By signatures of perturbagen response (which we call pharmaco-response signatures) we mean a set of reduced dimensionality descriptors of the underlying data that provide insight into mechanism and serve as predictors. To develop meaningful signatures, data from diverse assays must be scaled and normalized. Normalization and scaling of heterogeneous, multi-parameter dose-response data is a non-trivial task involving conceptual and practical hurdles. We need to translate a very diverse set of measurements into comparable units. Initially, we will most likely combine data into simple sets of biologically informative parameters, such as the fraction of cells in G0, mitosis, mesenchymal state etc. to reduce their dimensionality. We will also explore more complex methods that explicitly take cellular heterogeneity into account.
Normalization by z-scores
A z-score, which can take positive or negative values, is assigned based on how many standard deviations the mean response in a given well is from that of control wells (typically on the same plate to minimize experimental noise). Z-scores reduce diverse measurements to the same unit that has real meaning, albeit statistical rather than mechanistic. They also allow scoring of cellular heterogeneity, by use of non-parametric statistics. We took this approach to normalization in a previous large-scale microscopy analysis of dose-response data (Perlman et al. 2004 PMID 15539606). Z-scores represent a purely statistical view of the data, with no mechanistic hypothesis. Individual measurements made before and during drug treatment are not explicitly connected and are scored separately such that every measurement at every drug concentration and time is compared to the same measurement in all other cell lines. They can be used to derive dose-response data, calculate EC50s, and to perform unsupervised clustering of perturbagens, or cell lines, into statistically significant subsets where, for example, targets are different, or networks are differently wired.
Fractional response units
In this approach, data are normalized and scaled such that each measurement is represented as a fractional change in activity in post- drug treatment data relative to the pre-treatment condition. This inevitably imposes a cause-effect structure on the data, namely that measured values change as a consequence of drug treatment. A signature based on fractional responses makes the response itself the key parameter, not absolute pre- or post-treatment values. Data of this type is ideally suited to regression analysis based on partial least squares (PLSR) methods in which the minimum set of measurements predictive of drug response is identified. Unit-variance scaling can be applied to further normalize fractional response datasets, so each measurement contributes appropriately to mechanistic or statistical models based on the data. The Sorger lab has considerable experience with this type of modeling.
IC50, EC50 and Emax units
A conventional, and powerful, approach in pharmacology is to assume a monotonic, S-shaped relationship between drug concentration and biological effect, and report the drug concentration causing a half maximum effect (EC50), the level at the high concentration plateau (Emax), and (sometimes) a slope parameter. IC50 and Emax parameters for pure protein reactions have simple meanings, related to Michaelis-Menten Km and Vmax parameters. They are more difficult to interpret for cellular responses; a cellular EC50 is NOT the same as the pure-protein EC50 for many reasons! These parameters have nevertheless been extremely useful, and are a natural reporting unit for small molecule perturbagen responses. We will compute them for our dose-response experiments by fitting response data to Hill functions. We know from Mitchison’s previous multi-parameter dose-response study that different parameters show different IC50 values, either because (1) a larger or smaller fraction of the target must be inhibited to perturb different aspects of the downstream pathway or (2) poly-pharmacology becomes important at high concentration. Reducing dose-response data to EC50 and Emax values has the advantages of (1) reduction in data complexity and (2) direct physical meaning that will resonate with medicinal chemists. How well the data can be fit to a series of S-shaped curves for each parameter, and how well a PRS based on this kind of model-based data reduction captures mechanistic or genomic variation, are questions that need to be tested by running the experiment.
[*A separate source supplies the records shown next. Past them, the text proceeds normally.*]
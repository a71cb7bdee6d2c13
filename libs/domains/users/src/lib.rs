//! Users Domain
//!
//! User management and credential authentication, plus the capability
//! matrix presentation layers use to gate operations by role. Follows the
//! same handlers → service → repository → models layering as the inventory
//! domain; the services themselves never enforce roles.

pub mod access;
pub mod error;
pub mod handlers;
pub mod memory;
pub mod models;
pub mod repository;
pub mod service;
pub mod validation;

// Re-export commonly used types
pub use access::{Operation, can_access};
pub use error::{UserError, UserResult};
pub use handlers::ApiDoc;
pub use memory::InMemoryUserRepository;
pub use models::{CreateUser, LoginRequest, Role, User};
pub use repository::UserRepository;
pub use service::UserService;
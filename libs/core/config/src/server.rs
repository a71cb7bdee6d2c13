use crate::{env_or_default, ConfigError, FromEnv};
use std::net::Ipv4Addr;

/// Server configuration for HTTP APIs
#[derive(Clone, Debug)]
pub struct ServerConfig {
    pub host: String,
    pub port: u16,
}

impl ServerConfig {
    pub fn new(host: String, port: u16) -> Self {
        Self { host, port }
    }

    /// Get the server address as "host:port"
    pub fn address(&self) -> String {
        format!("{}:{}", self.host, self.port)
    }
}

impl FromEnv for ServerConfig {
    /// Reads from environment variables with sensible defaults:
    /// - HOST: defaults to 0.0.0.0 (all interfaces)
    /// - PORT: defaults to 8080
    fn from_env() -> Result<Self, ConfigError> {
        let host = env_or_default("HOST", &Ipv4Addr::UNSPECIFIED.to_string());
        let port = env_or_default("PORT", "8080")
            .parse()
            .map_err(|e| ConfigError::ParseError {
                key: "PORT".to_string(),
                details: format!("{}", e),
            })?;

        Ok(Self { host, port })
    }
}

impl Default for ServerConfig {
    fn default() -> Self {
        Self {
            host: Ipv4Addr::UNSPECIFIED.to_string(),
            port: 8080,
        }
    }
}

#[cfg(test)]
mod tests {
    use super::*;

    #[test]
    fn test_server_config_from_env_with_defaults() {
        temp_env::with_vars([("HOST", None::<&str>), ("PORT", None::<&str>)], || {
            let config = ServerConfig::from_env().unwrap();
            assert_eq!(config.host, "0.0.0.0");
            assert_eq!(config.port, 8080);
            assert_eq!(config.address(), "0.0.0.0:8080");
        });
    }

    #[test]
    fn test_server_config_from_env_with_custom_values() {
        temp_env::with_vars(
            [("HOST", Some("127.0.0.1")), ("PORT", Some("3000"))],
            || {
                let config = ServerConfig::from_env().unwrap();
                assert_eq!(config.host, "127.0.0.1");
                assert_eq!(config.port, 3000);
            },
        );
    }

    #[test]
    fn test_server_config_from_env_invalid_port() {
        temp_env::with_var("PORT", Some("not_a_number"), || {
            let err = ServerConfig::from_env().unwrap_err();
            assert!(err.to_string().contains("PORT"));
        });
    }

    #[test]
    fn test_server_config_from_env_port_out_of_range() {
        temp_env::with_var("PORT", Some("99999"), || {
            assert!(ServerConfig::from_env().is_err());
        });
    }
}
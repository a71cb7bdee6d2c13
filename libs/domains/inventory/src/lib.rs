//! Inventory Domain
//!
//! Domain implementation for managing the product catalog.
//!
//! # Architecture
//!
//! ```text
//! ┌─────────────┐
//! │  Handlers   │  ← HTTP endpoints
//! └──────┬──────┘
//!        │
//! ┌──────▼──────┐
//! │   Service   │  ← Business logic, validation
//! └──────┬──────┘
//!        │
//! ┌──────▼──────┐
//! │ Repository  │  ← Data access (trait + in-memory implementation)
//! └──────┬──────┘
//!        │
//! ┌──────▼──────┐
//! │   Models    │  ← Entities, DTOs
//! └─────────────┘
//! ```
//!
//! # Usage
//!
//! ```rust,no_run
//! use domain_inventory::{handlers, memory::InMemoryProductRepository, service::InventoryService};
//!
//! let repository = InMemoryProductRepository::new();
//! let service = InventoryService::new(repository);
//! let router = handlers::router(service);
//! ```

pub mod error;
pub mod handlers;
pub mod memory;
pub mod models;
pub mod repository;
pub mod service;
pub mod validation;

// Re-export commonly used types
pub use error::{ProductError, ProductResult};
pub use handlers::ApiDoc;
pub use memory::InMemoryProductRepository;
pub use models::{CreateProduct, Product, StockUpdate};
pub use repository::ProductRepository;
pub use service::InventoryService;
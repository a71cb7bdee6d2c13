//! Integer id path parameter extractor with automatic validation.

use crate::errors::AppError;
use axum::{
    extract::{FromRequestParts, Path},
    http::request::Parts,
    response::{IntoResponse, Response},
};

/// Extractor for integer id path parameters.
///
/// Parses the path segment as an `i64`, returning a structured 400 response
/// when it is not a valid id.
///
/// # Example
/// ```ignore
/// use axum::Router;
/// use axum::routing::get;
/// use axum_helpers::extractors::IdPath;
///
/// async fn get_product(IdPath(id): IdPath) -> String {
///     format!("Product ID: {}", id)
/// }
///
/// let app = Router::new().route("/products/{id}", get(get_product));
/// ```
pub struct IdPath(pub i64);

impl<S> FromRequestParts<S> for IdPath
where
    S: Send + Sync,
{
    type Rejection = Response;

    async fn from_request_parts(parts: &mut Parts, state: &S) -> Result<Self, Self::Rejection> {
        let Path(raw) = Path::<String>::from_request_parts(parts, state)
            .await
            .map_err(|e| e.into_response())?;

        match raw.parse::<i64>() {
            Ok(id) => Ok(IdPath(id)),
            Err(_) => Err(AppError::BadRequest(format!("Invalid id: {}", raw)).into_response()),
        }
    }
}
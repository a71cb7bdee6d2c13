use async_trait::async_trait;

use crate::error::ProductResult;
use crate::models::{CreateProduct, Product};

/// Repository trait for Product persistence
///
/// This is the storage contract the service layer depends on. Implementations
/// can use different backends; id assignment is the implementation's job.
/// Update and delete report whether a matching record existed rather than
/// failing when it did not.
#[cfg_attr(test, mockall::automock)]
#[async_trait]
pub trait ProductRepository: Send + Sync {
    /// Persist a new product and assign its id
    async fn create(&self, input: CreateProduct) -> ProductResult<Product>;

    /// Get a product by id
    async fn get_by_id(&self, id: i64) -> ProductResult<Option<Product>>;

    /// All products, unordered
    async fn list_all(&self) -> ProductResult<Vec<Product>>;

    /// Products whose category equals the argument exactly
    async fn find_by_category(&self, category: &str) -> ProductResult<Vec<Product>>;

    /// Products whose name contains the fragment, case-insensitively
    async fn find_by_name(&self, fragment: &str) -> ProductResult<Vec<Product>>;

    /// Products with `quantity <= threshold`
    async fn find_low_stock(&self, threshold: i32) -> ProductResult<Vec<Product>>;

    /// Overwrite the record matching `product.id`; false when no match
    async fn update(&self, product: &Product) -> ProductResult<bool>;

    /// Remove the record matching `id`; false when no match
    async fn delete(&self, id: i64) -> ProductResult<bool>;

    /// Sorted, deduplicated category strings across all products
    async fn distinct_categories(&self) -> ProductResult<Vec<String>>;
}
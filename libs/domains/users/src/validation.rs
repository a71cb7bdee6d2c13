//! Field-level validation rules for user DTOs.

use std::str::FromStr;
use validator::ValidationError;

use crate::models::Role;

/// Reject strings that are empty or whitespace-only.
pub fn not_blank(value: &str) -> Result<(), ValidationError> {
    if value.trim().is_empty() {
        return Err(ValidationError::new("not_blank"));
    }
    Ok(())
}

/// Reject role strings naming neither of the two roles.
pub fn valid_role(value: &str) -> Result<(), ValidationError> {
    if value.trim().is_empty() {
        return Err(ValidationError::new("not_blank"));
    }
    if Role::from_str(value).is_err() {
        return Err(ValidationError::new("unknown_role"));
    }
    Ok(())
}

#[cfg(test)]
mod tests {
    use super::*;
    use crate::models::CreateUser;
    use validator::Validate;

    #[test]
    fn test_valid_role_accepts_only_the_two_roles() {
        assert!(valid_role("admin").is_ok());
        assert!(valid_role("staff").is_ok());
        assert!(valid_role("").is_err());
        assert!(valid_role("  ").is_err());
        assert!(valid_role("manager").is_err());
    }

    #[test]
    fn test_create_user_blank_username_fails() {
        let input = CreateUser {
            username: " ".to_string(),
            password: "secret".to_string(),
            role: "staff".to_string(),
        };
        assert!(input.validate().is_err());
    }

    #[test]
    fn test_create_user_blank_password_fails() {
        let input = CreateUser {
            username: "alice".to_string(),
            password: "".to_string(),
            role: "staff".to_string(),
        };
        assert!(input.validate().is_err());
    }

    #[test]
    fn test_create_user_valid_passes() {
        let input = CreateUser {
            username: "alice".to_string(),
            password: "secret".to_string(),
            role: "admin".to_string(),
        };
        assert!(input.validate().is_ok());
    }
}
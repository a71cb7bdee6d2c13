use axum::{
    Json,
    extract::rejection::JsonRejection,
    http::StatusCode,
    response::{IntoResponse, Response},
};
use serde::Serialize;
use thiserror::Error;
use utoipa::ToSchema;
use validator::ValidationErrors;

/// Standard error response structure.
///
/// Returned for all error responses so clients see a consistent shape:
/// - `error`: machine-readable error identifier (e.g., "NotFound")
/// - `message`: human-readable error message
/// - `details`: optional structured details (e.g., validation field errors)
///
/// # JSON Example
///
/// ```json
/// {
///   "error": "BadRequest",
///   "message": "Request validation failed",
///   "details": null
/// }
/// ```
#[derive(Serialize, ToSchema)]
pub struct ErrorResponse {
    /// Machine-readable error identifier for programmatic handling
    pub error: String,
    /// Human-readable error message
    pub message: String,
    /// Optional structured error details
    #[serde(skip_serializing_if = "Option::is_none")]
    pub details: Option<serde_json::Value>,
}

/// Application error type that converts to HTTP responses.
///
/// Domain errors map into these variants at the handler boundary; the
/// `IntoResponse` impl logs each error at a severity matching its class.
#[derive(Debug, Error)]
#[non_exhaustive]
pub enum AppError {
    #[error("JSON extraction error: {0}")]
    JsonExtractorRejection(#[from] JsonRejection),

    #[error("Validation error: {0}")]
    ValidationError(#[from] ValidationErrors),

    #[error("Bad Request: {0}")]
    BadRequest(String),

    #[error("Unauthorized: {0}")]
    Unauthorized(String),

    #[error("Forbidden: {0}")]
    Forbidden(String),

    #[error("Not Found: {0}")]
    NotFound(String),

    #[error("Conflict: {0}")]
    Conflict(String),

    #[error("Internal Server Error: {0}")]
    InternalServerError(String),
}

impl IntoResponse for AppError {
    fn into_response(self) -> Response {
        let (status, error, message, details) = match self {
            AppError::JsonExtractorRejection(e) => {
                tracing::warn!("JSON extraction error: {:?}", e);
                (e.status(), "BadRequest", e.body_text(), None)
            }
            AppError::ValidationError(e) => {
                tracing::info!("Validation error: {:?}", e);
                (
                    StatusCode::BAD_REQUEST,
                    "BadRequest",
                    "Request validation failed".to_string(),
                    Some(serde_json::to_value(&e).unwrap_or(serde_json::json!(null))),
                )
            }
            AppError::BadRequest(msg) => {
                tracing::info!("Bad request: {}", msg);
                (StatusCode::BAD_REQUEST, "BadRequest", msg, None)
            }
            AppError::Unauthorized(msg) => {
                tracing::info!("Unauthorized: {}", msg);
                (StatusCode::UNAUTHORIZED, "Unauthorized", msg, None)
            }
            AppError::Forbidden(msg) => {
                tracing::info!("Forbidden: {}", msg);
                (StatusCode::FORBIDDEN, "Forbidden", msg, None)
            }
            AppError::NotFound(msg) => {
                tracing::info!("Not found: {}", msg);
                (StatusCode::NOT_FOUND, "NotFound", msg, None)
            }
            AppError::Conflict(msg) => {
                tracing::info!("Conflict: {}", msg);
                (StatusCode::CONFLICT, "Conflict", msg, None)
            }
            AppError::InternalServerError(msg) => {
                tracing::error!("Internal server error: {}", msg);
                (
                    StatusCode::INTERNAL_SERVER_ERROR,
                    "InternalServerError",
                    msg,
                    None,
                )
            }
        };

        let body = Json(ErrorResponse {
            error: error.to_string(),
            message,
            details,
        });

        (status, body).into_response()
    }
}
//! User Service - Business logic and credential authentication

use std::sync::Arc;
use tracing::instrument;
use validator::Validate;

use crate::error::{UserError, UserResult};
use crate::models::{CreateUser, User};
use crate::repository::UserRepository;

/// Service layer for user management and authentication.
///
/// Credential checks are exact comparisons against storage; there is no
/// rate limiting or lockout. A failed authentication is an absent result,
/// not an error.
pub struct UserService<R: UserRepository> {
    repository: Arc<R>,
}

impl<R: UserRepository> UserService<R> {
    /// Create a new UserService with the given repository
    pub fn new(repository: R) -> Self {
        Self {
            repository: Arc::new(repository),
        }
    }

    /// Authenticate by username and password.
    ///
    /// Blank arguments are a validation error; a wrong username or password
    /// is `None`.
    #[instrument(skip(self, password))]
    pub async fn authenticate(&self, username: &str, password: &str) -> UserResult<Option<User>> {
        if username.trim().is_empty() {
            return Err(UserError::Validation(
                "Username cannot be empty".to_string(),
            ));
        }
        if password.trim().is_empty() {
            return Err(UserError::Validation(
                "Password cannot be empty".to_string(),
            ));
        }

        self.repository
            .find_by_credentials(username, password)
            .await
    }

    /// Add a new user; returns the stored record carrying the assigned id.
    ///
    /// The username is pre-checked for uniqueness here so a duplicate
    /// surfaces as a domain error rather than an opaque storage failure;
    /// the repository constraint remains the second line.
    #[instrument(skip(self, input), fields(username = %input.username))]
    pub async fn add_user(&self, input: CreateUser) -> UserResult<User> {
        input
            .validate()
            .map_err(|e| UserError::Validation(e.to_string()))?;

        if self.repository.username_exists(&input.username).await? {
            return Err(UserError::DuplicateUsername(input.username));
        }

        self.repository.create(input).await
    }

    /// Overwrite the user matching `user.id`; false when no match
    #[instrument(skip(self, user), fields(user_id = user.id))]
    pub async fn update_user(&self, user: &User) -> UserResult<bool> {
        user.validate()
            .map_err(|e| UserError::Validation(e.to_string()))?;

        self.repository.update(user).await
    }

    /// Delete a user; false when it did not exist
    #[instrument(skip(self))]
    pub async fn delete_user(&self, id: i64) -> UserResult<bool> {
        self.repository.delete(id).await
    }

    /// Get a user by id; absence is None
    #[instrument(skip(self))]
    pub async fn get_user(&self, id: i64) -> UserResult<Option<User>> {
        self.repository.get_by_id(id).await
    }

    /// Get a user by username; absence is None
    #[instrument(skip(self))]
    pub async fn get_user_by_username(&self, username: &str) -> UserResult<Option<User>> {
        self.repository.get_by_username(username).await
    }

    /// All users known to storage
    #[instrument(skip(self))]
    pub async fn list_users(&self) -> UserResult<Vec<User>> {
        self.repository.list_all().await
    }
}

impl<R: UserRepository> Clone for UserService<R> {
    fn clone(&self) -> Self {
        Self {
            repository: Arc::clone(&self.repository),
        }
    }
}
Based on the metrics described above, we will classify and cluster cell lines, compare dose-response surfaces and generate similarity metrics for all pair-wise comparisons. We will do this in two ways, concentration-dependent and concentration-independent. The first will be a standard similarity metric that directly compares the dose-response surfaces. The second will compute similarities as a function of all possible left and right shifts on the concentration axis, so we can score for maximal similarity in response independent of the precise potency of the drug on that cell line. This will tend to mask cell-cell differences that are due to, for example, drug permeability or drug metabolism differences, and highlight differences in downstream response pathways. Both classifiers will be used to identify genomic signatures, and we anticipate they may reveal different aspects of similarity.